• **ACTION ITEM**
Would you pull out every line of the material that contains the string "parent"?
════════
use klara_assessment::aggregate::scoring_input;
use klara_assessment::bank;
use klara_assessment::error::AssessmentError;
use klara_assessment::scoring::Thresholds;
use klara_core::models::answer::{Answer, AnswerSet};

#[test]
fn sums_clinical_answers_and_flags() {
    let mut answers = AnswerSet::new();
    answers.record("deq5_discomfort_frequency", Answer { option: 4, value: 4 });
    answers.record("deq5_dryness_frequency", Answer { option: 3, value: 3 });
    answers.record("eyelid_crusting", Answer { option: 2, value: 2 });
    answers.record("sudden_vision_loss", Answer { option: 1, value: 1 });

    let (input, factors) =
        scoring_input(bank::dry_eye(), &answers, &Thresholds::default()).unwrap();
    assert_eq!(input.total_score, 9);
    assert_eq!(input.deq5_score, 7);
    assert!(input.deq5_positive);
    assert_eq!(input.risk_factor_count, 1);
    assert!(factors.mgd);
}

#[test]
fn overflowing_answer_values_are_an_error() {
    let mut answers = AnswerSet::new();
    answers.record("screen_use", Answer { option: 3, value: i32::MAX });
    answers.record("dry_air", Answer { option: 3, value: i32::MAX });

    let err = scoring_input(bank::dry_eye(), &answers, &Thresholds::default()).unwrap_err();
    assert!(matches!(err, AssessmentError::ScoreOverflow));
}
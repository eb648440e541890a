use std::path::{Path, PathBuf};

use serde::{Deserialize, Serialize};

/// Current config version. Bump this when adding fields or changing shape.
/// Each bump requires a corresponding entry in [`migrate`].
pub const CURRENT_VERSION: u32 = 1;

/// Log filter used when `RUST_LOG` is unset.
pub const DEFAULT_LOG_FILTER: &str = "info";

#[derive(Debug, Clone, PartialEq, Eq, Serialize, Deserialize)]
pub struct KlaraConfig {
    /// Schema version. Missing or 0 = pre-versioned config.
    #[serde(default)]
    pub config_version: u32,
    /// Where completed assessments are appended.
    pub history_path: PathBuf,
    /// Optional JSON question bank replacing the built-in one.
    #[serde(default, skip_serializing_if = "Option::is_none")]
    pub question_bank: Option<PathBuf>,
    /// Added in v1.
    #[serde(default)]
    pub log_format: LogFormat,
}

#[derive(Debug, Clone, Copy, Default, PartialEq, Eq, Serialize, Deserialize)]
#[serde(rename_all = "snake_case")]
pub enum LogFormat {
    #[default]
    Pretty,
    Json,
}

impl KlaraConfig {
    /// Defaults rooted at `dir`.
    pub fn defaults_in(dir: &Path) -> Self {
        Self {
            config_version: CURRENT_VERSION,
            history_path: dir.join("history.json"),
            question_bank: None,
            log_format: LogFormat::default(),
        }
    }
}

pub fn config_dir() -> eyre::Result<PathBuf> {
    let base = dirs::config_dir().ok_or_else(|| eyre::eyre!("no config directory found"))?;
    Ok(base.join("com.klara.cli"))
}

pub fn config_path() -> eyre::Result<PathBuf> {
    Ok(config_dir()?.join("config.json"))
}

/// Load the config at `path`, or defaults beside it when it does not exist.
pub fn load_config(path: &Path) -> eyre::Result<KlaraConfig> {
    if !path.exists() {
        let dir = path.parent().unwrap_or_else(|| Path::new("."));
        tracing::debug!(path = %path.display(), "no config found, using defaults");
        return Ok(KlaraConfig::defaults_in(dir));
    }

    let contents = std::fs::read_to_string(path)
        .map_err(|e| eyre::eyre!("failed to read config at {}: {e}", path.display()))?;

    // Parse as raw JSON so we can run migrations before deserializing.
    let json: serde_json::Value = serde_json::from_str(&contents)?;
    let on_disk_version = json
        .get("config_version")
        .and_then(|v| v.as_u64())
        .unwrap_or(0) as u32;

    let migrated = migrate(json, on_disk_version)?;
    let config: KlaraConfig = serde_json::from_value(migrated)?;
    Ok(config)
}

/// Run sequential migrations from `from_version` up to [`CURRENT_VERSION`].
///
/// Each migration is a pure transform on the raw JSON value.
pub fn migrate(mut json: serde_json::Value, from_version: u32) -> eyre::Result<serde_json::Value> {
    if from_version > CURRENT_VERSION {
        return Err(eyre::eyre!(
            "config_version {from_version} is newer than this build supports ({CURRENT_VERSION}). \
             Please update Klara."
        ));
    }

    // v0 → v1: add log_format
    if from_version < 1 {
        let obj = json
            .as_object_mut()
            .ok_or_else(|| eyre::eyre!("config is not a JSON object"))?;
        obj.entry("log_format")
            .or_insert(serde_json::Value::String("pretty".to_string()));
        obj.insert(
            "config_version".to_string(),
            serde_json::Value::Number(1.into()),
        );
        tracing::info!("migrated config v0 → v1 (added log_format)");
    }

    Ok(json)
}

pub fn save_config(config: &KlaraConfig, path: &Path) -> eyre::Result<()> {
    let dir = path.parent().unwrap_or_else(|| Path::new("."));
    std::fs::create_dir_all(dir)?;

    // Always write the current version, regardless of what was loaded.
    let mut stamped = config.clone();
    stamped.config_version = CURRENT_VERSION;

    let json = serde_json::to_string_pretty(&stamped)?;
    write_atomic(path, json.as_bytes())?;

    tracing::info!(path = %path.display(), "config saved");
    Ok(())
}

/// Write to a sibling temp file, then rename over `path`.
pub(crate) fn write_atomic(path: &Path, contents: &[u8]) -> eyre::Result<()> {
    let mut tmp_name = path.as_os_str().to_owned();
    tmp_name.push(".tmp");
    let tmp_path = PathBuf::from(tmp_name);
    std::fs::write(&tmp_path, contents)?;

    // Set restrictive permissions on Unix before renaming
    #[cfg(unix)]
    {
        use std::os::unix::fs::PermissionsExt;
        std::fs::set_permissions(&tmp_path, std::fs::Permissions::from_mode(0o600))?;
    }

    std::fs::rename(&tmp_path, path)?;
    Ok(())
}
════════
• **RESULT OF THIS EXERCISE**
        let dir = path.parent().unwrap_or_else(|| Path::new("."));
    let dir = path.parent().unwrap_or_else(|| Path::new("."));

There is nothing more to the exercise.